ASSIGNMENT
Would you repeat every line of the data exactly?

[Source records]
━━━━━━━━━━━━━━━━━━━━

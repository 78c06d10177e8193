//! Financial history transactions.

use chrono::NaiveDate;
use docket_types::{Cell, Document, Tabular};
use lazy_static::lazy_static;
use regex::Regex;
use serde::{Deserialize, Serialize};

use crate::capture::{date_mdy, money};

lazy_static! {
    // The transaction register prints fixed-width rows; every column
    // has to be present for the row to count.
    static ref TRANSACTION: Regex = Regex::new(
        r"(?P<date>\d\d/\d\d/\d\d\d\d)\s(?P<desc>RECEIPT|CREDIT)\s(?P<amount>\$\d+\.\d\d)\s(?P<from>\w\d\d\d)\s(?P<to>\d\d\d)\s(?P<admin>\w)\s(?P<account>[A-Z][A-Z0-9]{3})\s(?P<receipt>\d{8})\s(?P<batch>\d{7})\s(?P<operator>\w{3})"
    )
    .unwrap();
}

#[derive(Debug, Clone, Serialize, Deserialize)]
pub struct TransactionRow {
    pub case_number: String,
    pub transaction_date: NaiveDate,
    pub description: String,
    pub disbursement_account: String,
    pub transaction_batch: String,
    pub receipt_number: String,
    pub amount: f64,
    pub from_party: String,
    pub to_party: String,
    pub admin_fee: String,
    pub operator: String,
}

/// Every complete transaction row of one document, in register order.
pub fn rows(doc: &Document, case_number: &str) -> Vec<TransactionRow> {
    TRANSACTION
        .captures_iter(&doc.full_text)
        .filter_map(|c| {
            Some(TransactionRow {
                case_number: case_number.to_string(),
                transaction_date: date_mdy(&c["date"])?,
                description: c["desc"].to_string(),
                disbursement_account: c["account"].to_string(),
                transaction_batch: c["batch"].to_string(),
                receipt_number: c["receipt"].to_string(),
                amount: money(&c["amount"])?,
                from_party: c["from"].to_string(),
                to_party: c["to"].to_string(),
                admin_fee: c["admin"].to_string(),
                operator: c["operator"].to_string(),
            })
        })
        .collect()
}

impl Tabular for TransactionRow {
    const COLUMNS: &'static [&'static str] = &[
        "CaseNumber",
        "TransactionDate",
        "Description",
        "DisbursementAccount",
        "TransactionBatch",
        "ReceiptNumber",
        "Amount",
        "FromParty",
        "ToParty",
        "AdminFee",
        "Operator",
    ];

    fn cells(&self) -> Vec<Cell> {
        vec![
            self.case_number.clone().into(),
            Cell::Date(self.transaction_date),
            self.description.clone().into(),
            self.disbursement_account.clone().into(),
            self.transaction_batch.clone().into(),
            self.receipt_number.clone().into(),
            self.amount.into(),
            self.from_party.clone().into(),
            self.to_party.clone().into(),
            self.admin_fee.clone().into(),
            self.operator.clone().into(),
        ]
    }
}

#[cfg(test)]
mod tests {
    use super::*;
    use pretty_assertions::assert_eq;

    #[test]
    fn complete_rows_parse_with_all_columns() {
        let text = "Financial History\n\
                    01/15/2020 RECEIPT $50.00 R001 333 N CASH 12345678 1234567 ABC\n\
                    02/20/2020 CREDIT $25.00 R002 444 Y JB01 87654321 7654321 XYZ\n";
        let doc = Document::new("t", text);
        let rows = rows(&doc, "01-CC-2017-000001.00");
        assert_eq!(rows.len(), 2);
        assert_eq!(rows[0].description, "RECEIPT");
        assert_eq!(rows[0].amount, 50.0);
        assert_eq!(rows[0].disbursement_account, "CASH");
        assert_eq!(rows[0].operator, "ABC");
        assert_eq!(
            rows[1].transaction_date,
            chrono::NaiveDate::from_ymd_opt(2020, 2, 20).unwrap()
        );
    }

    #[test]
    fn incomplete_rows_are_dropped() {
        // Missing the trailing operator and batch columns.
        let doc = Document::new("t", "01/15/2020 RECEIPT $50.00 R001 333\n");
        assert!(rows(&doc, "x").is_empty());
    }
}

━━━━━━━━━━━━━━━━━━━━

RESPONSE FOR THIS EXERCISE
repository 78c06d10177e8193
//! Financial history transactions.

use chrono::NaiveDate;
use docket_types::{Cell, Document, Tabular};
use lazy_static::lazy_static;
use regex::Regex;
use serde::{Deserialize, Serialize};

use crate::capture::{date_mdy, money};

lazy_static! {
    // The transaction register prints fixed-width rows; every column
    // has to be present for the row to count.
    static ref TRANSACTION: Regex = Regex::new(
        r"(?P<date>\d\d/\d\d/\d\d\d\d)\s(?P<desc>RECEIPT|CREDIT)\s(?P<amount>\$\d+\.\d\d)\s(?P<from>\w\d\d\d)\s(?P<to>\d\d\d)\s(?P<admin>\w)\s(?P<account>[A-Z][A-Z0-9]{3})\s(?P<receipt>\d{8})\s(?P<batch>\d{7})\s(?P<operator>\w{3})"
    )
    .unwrap();
}

#[derive(Debug, Clone, Serialize, Deserialize)]
pub struct TransactionRow {
    pub case_number: String,
    pub transaction_date: NaiveDate,
    pub description: String,
    pub disbursement_account: String,
    pub transaction_batch: String,
    pub receipt_number: String,
    pub amount: f64,
    pub from_party: String,
    pub to_party: String,
    pub admin_fee: String,
    pub operator: String,
}

/// Every complete transaction row of one document, in register order.
pub fn rows(doc: &Document, case_number: &str) -> Vec<TransactionRow> {
    TRANSACTION
        .captures_iter(&doc.full_text)
        .filter_map(|c| {
            Some(TransactionRow {
                case_number: case_number.to_string(),
                transaction_date: date_mdy(&c["date"])?,
                description: c["desc"].to_string(),
                disbursement_account: c["account"].to_string(),
                transaction_batch: c["batch"].to_string(),
                receipt_number: c["receipt"].to_string(),
                amount: money(&c["amount"])?,
                from_party: c["from"].to_string(),
                to_party: c["to"].to_string(),
                admin_fee: c["admin"].to_string(),
                operator: c["operator"].to_string(),
            })
        })
        .collect()
}

impl Tabular for TransactionRow {
    const COLUMNS: &'static [&'static str] = &[
        "CaseNumber",
        "TransactionDate",
        "Description",
        "DisbursementAccount",
        "TransactionBatch",
        "ReceiptNumber",
        "Amount",
        "FromParty",
        "ToParty",
        "AdminFee",
        "Operator",
    ];

    fn cells(&self) -> Vec<Cell> {
        vec![
            self.case_number.clone().into(),
            Cell::Date(self.transaction_date),
            self.description.clone().into(),
            self.disbursement_account.clone().into(),
            self.transaction_batch.clone().into(),
            self.receipt_number.clone().into(),
            self.amount.into(),
            self.from_party.clone().into(),
            self.to_party.clone().into(),
            self.admin_fee.clone().into(),
            self.operator.clone().into(),
        ]
    }
}

#[cfg(test)]
mod tests {
    use super::*;
    use pretty_assertions::assert_eq;

    #[test]
    fn complete_rows_parse_with_all_columns() {
        let text = "Financial History\n\
                    01/15/2020 RECEIPT $50.00 R001 333 N CASH 12345678 1234567 ABC\n\
                    02/20/2020 CREDIT $25.00 R002 444 Y JB01 87654321 7654321 XYZ\n";
        let doc = Document::new("t", text);
        let rows = rows(&doc, "01-CC-2017-000001.00");
        assert_eq!(rows.len(), 2);
        assert_eq!(rows[0].description, "RECEIPT");
        assert_eq!(rows[0].amount, 50.0);
        assert_eq!(rows[0].disbursement_account, "CASH");
        assert_eq!(rows[0].operator, "ABC");
        assert_eq!(
            rows[1].transaction_date,
            chrono::NaiveDate::from_ymd_opt(2020, 2, 20).unwrap()
        );
    }

    #[test]
    fn incomplete_rows_are_dropped() {
        // Missing the trailing operator and batch columns.
        let doc = Document::new("t", "01/15/2020 RECEIPT $50.00 R001 333\n");
        assert!(rows(&doc, "x").is_empty());
    }
}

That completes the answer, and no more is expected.